Key differences between EOR and PEO

A note on independent contractors

As an EOR, you’re legally responsible for your customers’ global talent pool. However, that does not automatically extend to independent contractors because these workers aren’t employees. This means the contractors don’t receive benefits, and they are responsible for paying both the employee and employer share of social security and medicare taxes along with their income taxes. That said, while your customers working with independent contractors may not exactly need an EOR for these individuals, you can help them with international payments if your platform is set up to pay contractors in various countries. Deel, Gusto, and Remote are examples of people tech providers that offer this service.

So, if your customers would like to work with independent or freelance talent, they have the option of using your service as a people tech provider versus your employer of record service or paying them directly. In this regard, your duty is to help your customers ensure that they are not misclassifying employees as contractors.

The best people tech providers invest in their customers’ success

Offering EOR services is an enormous responsibility. Your customers need the right partner who can guarantee proper payroll tax management and ongoing compliance. There are numerous benefits for you, too, from expanding your product offerings and market share to building an all-in-one solution that gives you a competitive edge while boosting revenue.

And if you’re in the US, you might already know that Symmetry offers the best payroll tax compliance infrastructure on the market. By working with us, you’ll have a trusted partner right by your side to guide you through the process, ensuring compliance and security. 

The Symmetry Tax Engine can automate your payroll tax calculations and cross-border payroll tax calculations in the US and Canada. Specifically, the STE can handle gross-to-net payroll tax calculations for federal, state, and local taxes in over 7,400 US tax jurisdictions (including payroll-related withholdings, employer taxes, and multi-state processing). 

What’s more, with Symmetry’s Canadian Tax Engine, you can easily build cross-border payroll right into your people tech platform. Essentially, the STE can enhance your existing payroll product for greater compliance, accuracy, and ease—it’s a powerful, fast, innovative, and secure way to expand your payroll services internationally without introducing greater complexity into your business. For people tech startups, Symmetry can help you build payroll from the ground up–the right and compliant way–using our payroll tax infrastructure products, just like we did with today’s modern payroll juggernauts like Gusto, Rippling, Remote, and Deel.

Symmetry keeps up with all the latest tax updates and automates payroll tax calculations for industry-leading EOR & PEO companies—and we can do that for you, too. By working with us, you can rest easy about the nitty-gritty of payroll tax calculations and focus on what truly matters to you: innovating your payroll product and creating exceptional employee experiences.

What is an employer of record?

An Employer of Record (EOR) is a third-party organization that takes on the legal responsibility of employing workers on behalf of a client company. The EOR handles payroll, tax withholding, benefits, and compliance while the client directs the day-to-day work.
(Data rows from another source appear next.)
use actix_web::{body::MessageBody, http::StatusCode, test, test::TestRequest, web::ServiceConfig, App};

pub async fn get_request(path: &str, configure: fn(&mut ServiceConfig)) -> (StatusCode, String) {
    send(TestRequest::get().uri(path).to_request(), configure).await
}

pub async fn post_request(path: &str, body: serde_json::Value, configure: fn(&mut ServiceConfig)) -> (StatusCode, String) {
    send(TestRequest::post().uri(path).set_json(body).to_request(), configure).await
}

pub async fn put_request(path: &str, body: serde_json::Value, configure: fn(&mut ServiceConfig)) -> (StatusCode, String) {
    send(TestRequest::put().uri(path).set_json(body).to_request(), configure).await
}

pub async fn delete_request(path: &str, configure: fn(&mut ServiceConfig)) -> (StatusCode, String) {
    send(TestRequest::delete().uri(path).to_request(), configure).await
}

async fn send(req: actix_http::Request, configure: fn(&mut ServiceConfig)) -> (StatusCode, String) {
    let _ = env_logger::try_init();
    let app = App::new().configure(configure);
    let service = test::init_service(app).await;
    let res = test::call_service(&service, req).await;
    let status = res.status();
    let body = String::from_utf8_lossy(&res.into_body().try_into_bytes().unwrap()).into_owned();
    (status, body)
}
use std::fmt::Debug;

use log::*;

use crate::{
    api::{
        order_objects::{OrderChanged, OrderQueryFilter},
        stats,
        stats::DashboardStats,
    },
    db_types::{NewOrder, Order, OrderId, OrderStatusType},
    events::{
        DashboardEvent,
        EventBroadcaster,
        EventProducers,
        OrderCancelledPayload,
        OrderCreatedEvent,
        OrderStatusChangedEvent,
    },
    traits::{OrderApiError, OrderManagement, StorefrontDatabase},
    transitions::Initiator,
};

/// `OrderFlowApi` is the primary API for the order lifecycle: placing orders, changing their status, and
/// cancelling them. Every mutation runs as store-mutate → broadcast: the change is durable before anything
/// is announced, and a failed or subscriber-less broadcast never affects the caller-visible result.
pub struct OrderFlowApi<B> {
    db: B,
    producers: EventProducers,
    broadcaster: EventBroadcaster,
}

impl<B> Debug for OrderFlowApi<B> {
    fn fmt(&self, f: &mut std::fmt::Formatter<'_>) -> std::fmt::Result {
        write!(f, "OrderFlowApi")
    }
}

impl<B> OrderFlowApi<B> {
    pub fn new(db: B, producers: EventProducers, broadcaster: EventBroadcaster) -> Self {
        Self { db, producers, broadcaster }
    }

    pub fn db(&self) -> &B {
        &self.db
    }
}

impl<B> OrderFlowApi<B>
where B: OrderManagement
{
    pub async fn fetch_all_orders(&self) -> Result<Vec<Order>, OrderApiError> {
        self.db.fetch_orders(OrderQueryFilter::default()).await
    }

    pub async fn fetch_order(&self, id: &OrderId) -> Result<Option<Order>, OrderApiError> {
        self.db.fetch_order_by_id(id).await
    }

    pub async fn fetch_orders_for_customer(&self, email: &str) -> Result<Vec<Order>, OrderApiError> {
        self.db.fetch_orders_for_email(email).await
    }
}

impl<B> OrderFlowApi<B>
where B: StorefrontDatabase
{
    /// Places a new order.
    ///
    /// The draft is validated (including the server-side total check), stored with a freshly seeded `Pending`
    /// history, and then announced: a `new_order` broadcast, a `stats_update` broadcast, and the
    /// order-created hook, in that order. Returns the stored order.
    pub async fn place_order(&self, draft: NewOrder) -> Result<Order, OrderApiError> {
        draft.validate()?;
        let order = self.db.insert_order(draft).await?;
        debug!("🛒️ Order {} placed by {} for {}", order.id, order.customer_email, order.total);
        self.broadcaster.publish(DashboardEvent::NewOrder(order.clone()));
        stats::broadcast_stats(&self.db, &self.broadcaster).await;
        self.call_order_created_hook(&order).await;
        Ok(order)
    }

    /// Changes the status of an order on behalf of the given initiator.
    ///
    /// The transition rules are checked against the currently-stored status inside the store's transaction,
    /// so concurrent changes to the same order serialize and the history never loses an event. On success an
    /// `order_updated` and a `stats_update` broadcast go out, plus an `order_cancelled` broadcast when the
    /// new status is `Cancelled`.
    pub async fn set_status(
        &self,
        id: &OrderId,
        new_status: OrderStatusType,
        notes: Option<String>,
        initiator: Initiator,
    ) -> Result<Order, OrderApiError> {
        let OrderChanged { order, old_status } = self.db.apply_status_change(id, new_status, notes, initiator).await?;
        info!("🛒️ Order {} moved from {old_status} to {}", order.id, order.status);
        self.broadcaster.publish(DashboardEvent::OrderUpdated(order.clone()));
        stats::broadcast_stats(&self.db, &self.broadcaster).await;
        if order.status == OrderStatusType::Cancelled {
            self.broadcaster.publish(DashboardEvent::OrderCancelled(OrderCancelledPayload::new(order.clone())));
        }
        self.call_status_changed_hook(&order, old_status).await;
        Ok(order)
    }

    /// Customer-initiated cancellation. Only `Pending` orders can be cancelled this way; anything further
    /// along fails with the customer-facing "already being processed" precondition error.
    pub async fn cancel_order(&self, id: &OrderId) -> Result<Order, OrderApiError> {
        self.set_status(id, OrderStatusType::Cancelled, Some("Cancelled by customer".to_string()), Initiator::Customer)
            .await
    }

    /// A fresh dashboard snapshot, straight from the store.
    pub async fn dashboard_stats(&self) -> Result<DashboardStats, OrderApiError> {
        stats::compute_dashboard_stats(&self.db).await
    }

    async fn call_order_created_hook(&self, order: &Order) {
        for emitter in &self.producers.order_created_producer {
            trace!("🛒️ Notifying order-created hook subscribers");
            emitter.publish_event(OrderCreatedEvent::new(order.clone())).await;
        }
    }

    async fn call_status_changed_hook(&self, order: &Order, old_status: OrderStatusType) {
        for emitter in &self.producers.status_changed_producer {
            trace!("🛒️ Notifying status-changed hook subscribers");
            emitter.publish_event(OrderStatusChangedEvent::new(order.clone(), old_status)).await;
        }
    }
}
use crate::{
    db_types::{Customer, CustomerSummary, NewCustomer},
    traits::CustomerApiError,
};

/// The customer directory contract. Orders stamp a name/email snapshot at creation; the directory exists so
/// that registration is possible and so the per-customer spending summary has identities to join against.
#[allow(async_fn_in_trait)]
pub trait CustomerDirectory {
    async fn insert_customer(&self, customer: NewCustomer) -> Result<Customer, CustomerApiError>;

    /// Case-insensitive email look-up.
    async fn fetch_customer_by_email(&self, email: &str) -> Result<Option<Customer>, CustomerApiError>;

    /// Per-customer spend and last-order instant over non-cancelled orders, most recent purchaser first.
    /// Customers with no orders (and orders from unregistered emails) are not included.
    async fn customer_summaries(&self) -> Result<Vec<CustomerSummary>, CustomerApiError>;
}
impl Display for OrderStatusType {
    fn fmt(&self, f: &mut std::fmt::Formatter<'_>) -> std::fmt::Result {
        match self {
            OrderStatusType::Pending => write!(f, "Pending"),
            OrderStatusType::Processing => write!(f, "Processing"),
            OrderStatusType::Shipped => write!(f, "Shipped"),
            OrderStatusType::OutForDelivery => write!(f, "Out for Delivery"),
            OrderStatusType::Delivered => write!(f, "Delivered"),
            OrderStatusType::Cancelled => write!(f, "Cancelled"),
        }
    }
}

impl From<String> for OrderStatusType {
    fn from(value: String) -> Self {
        value.parse().unwrap_or_else(|_| {
            error!("Invalid order status: {value}. But this conversion cannot fail. Defaulting to Pending");
            OrderStatusType::Pending
        })
    }
}

#[derive(Debug, Clone, Error)]
#[error("Invalid order status: {0}")]
pub struct ConversionError(String);

impl FromStr for OrderStatusType {
    type Err = ConversionError;

    fn from_str(s: &str) -> Result<Self, Self::Err> {
        match s {
            "Pending" => Ok(Self::Pending),
            "Processing" => Ok(Self::Processing),
            "Shipped" => Ok(Self::Shipped),
            "Out for Delivery" => Ok(Self::OutForDelivery),
            "Delivered" => Ok(Self::Delivered),
            "Cancelled" => Ok(Self::Cancelled),
            s => Err(ConversionError(format!("Invalid order status: {s}"))),
        }
    }
}

//--------------------------------------    PaymentMethod      --------------------------------------------------------
#[derive(Debug, Clone, Copy, PartialEq, Eq, Serialize, Deserialize)]
pub enum PaymentMethod {
    Card,
    #[serde(rename = "COD")]
    Cod,
}

impl Display for PaymentMethod {
    fn fmt(&self, f: &mut std::fmt::Formatter<'_>) -> std::fmt::Result {
        match self {
            PaymentMethod::Card => write!(f, "Card"),
            PaymentMethod::Cod => write!(f, "COD"),
        }
    }
}

impl From<String> for PaymentMethod {
    fn from(value: String) -> Self {
        match value.as_str() {
            "Card" => Self::Card,
            "COD" => Self::Cod,
            _ => {
                error!("Invalid payment method: {value}. But this conversion cannot fail. Defaulting to COD");
                Self::Cod
            },
        }
    }
}

//--------------------------------------      OrderItem        --------------------------------------------------------
/// One line of an order. The name and price are snapshots of catalog values at order time, so historical
/// orders stay stable when the catalog changes later.
#[derive(Debug, Clone, PartialEq, Eq, Serialize, Deserialize)]
#[serde(rename_all = "camelCase")]
pub struct OrderItem {
    pub product_id: String,
    pub product_name: String,
    pub quantity: u32,
    pub price: Cents,
}

impl OrderItem {
    pub fn subtotal(&self) -> Cents {
        self.price * i64::from(self.quantity)
    }
}

//--------------------------------------   ShippingAddress     --------------------------------------------------------
#[derive(Debug, Clone, Copy, PartialEq, Serialize, Deserialize)]
pub struct GeoLocation {
    pub lat: f64,
    pub lng: f64,
}

/// Shipping address snapshot taken at order time.
#[derive(Debug, Clone, PartialEq, Serialize, Deserialize)]
#[serde(rename_all = "camelCase")]
pub struct ShippingAddress {
    pub full_name: String,
    pub street: String,
    pub city: String,
    pub state: String,
    pub zip: String,
    pub country: String,
    pub phone: String,
    #[serde(default, skip_serializing_if = "Option::is_none")]
    pub location: Option<GeoLocation>,
}
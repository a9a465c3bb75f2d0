use actix_web::{http::StatusCode, web, web::ServiceConfig};
use chrono::{TimeZone, Utc};
use serde_json::json;
use storefront_common::Cents;
use storefront_engine::{
    db_types::{Customer, CustomerSummary},
    CustomerApi,
};

use super::{
    helpers::{get_request, post_request},
    mocks::MockStorefrontDb,
};
use crate::routes::{ListCustomersRoute, RegisterCustomerRoute};

fn customer_api(db: MockStorefrontDb) -> web::Data<CustomerApi<MockStorefrontDb>> {
    web::Data::new(CustomerApi::new(db))
}

fn grace() -> Customer {
    Customer {
        id: 1,
        name: "Grace Hopper".into(),
        email: "grace@example.com".into(),
        avatar_url: "https://i.pravatar.cc/150?u=grace@example.com".into(),
        created_at: Utc.with_ymd_and_hms(2024, 2, 29, 13, 30, 0).unwrap(),
    }
}

#[actix_web::test]
async fn registration_returns_the_new_customer() {
    fn configure(cfg: &mut ServiceConfig) {
        let mut db = MockStorefrontDb::new();
        db.expect_fetch_customer_by_email().returning(|_| Ok(None));
        db.expect_insert_customer().returning(|_| Ok(grace()));
        cfg.service(RegisterCustomerRoute::<MockStorefrontDb>::new()).app_data(customer_api(db));
    }
    let body = json!({ "name": "Grace Hopper", "email": "grace@example.com" });
    let (status, body) = post_request("/customers", body, configure).await;
    assert_eq!(status, StatusCode::CREATED);
    let v: serde_json::Value = serde_json::from_str(&body).unwrap();
    assert_eq!(v["email"], "grace@example.com");
    assert!(v["avatarUrl"].as_str().unwrap().contains("pravatar"));
}

#[actix_web::test]
async fn duplicate_registration_is_a_conflict() {
    fn configure(cfg: &mut ServiceConfig) {
        let mut db = MockStorefrontDb::new();
        db.expect_fetch_customer_by_email().returning(|_| Ok(Some(grace())));
        cfg.service(RegisterCustomerRoute::<MockStorefrontDb>::new()).app_data(customer_api(db));
    }
    let body = json!({ "name": "Impostor", "email": "grace@example.com" });
    let (status, body) = post_request("/customers", body, configure).await;
    assert_eq!(status, StatusCode::CONFLICT);
    assert!(body.contains("already exists"), "body was: {body}");
}

#[actix_web::test]
async fn summaries_list_spend_per_customer() {
    fn configure(cfg: &mut ServiceConfig) {
        let mut db = MockStorefrontDb::new();
        db.expect_customer_summaries().returning(|| {
            Ok(vec![CustomerSummary {
                id: 1,
                name: "Grace Hopper".into(),
                email: "grace@example.com".into(),
                avatar_url: "https://i.pravatar.cc/150?u=grace@example.com".into(),
                total_spent: Cents::from(300),
                last_order: Utc.with_ymd_and_hms(2024, 3, 15, 18, 30, 0).unwrap(),
            }])
        });
        cfg.service(ListCustomersRoute::<MockStorefrontDb>::new()).app_data(customer_api(db));
    }
    let (status, body) = get_request("/customers", configure).await;
    assert_eq!(status, StatusCode::OK);
    let v: serde_json::Value = serde_json::from_str(&body).unwrap();
    assert_eq!(v[0]["totalSpent"], 300);
}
What is the difference between an EOR and a PEO?

An EOR is the sole legal employer — all tax filings are under the EOR’s FEIN. A PEO enters a co-employment arrangement where both the PEO and client share employer responsibilities. In an ASO arrangement, the client remains the sole employer and the ASO only provides administrative services.

What payroll taxes does an EOR handle?

The EOR is responsible for withholding federal, state, and local income taxes, paying employer FICA, registering for and paying SUI in each state, filing Forms 941, 940, and W-2, and complying with local tax ordinances. The EOR bears the compliance risk for all of these obligations.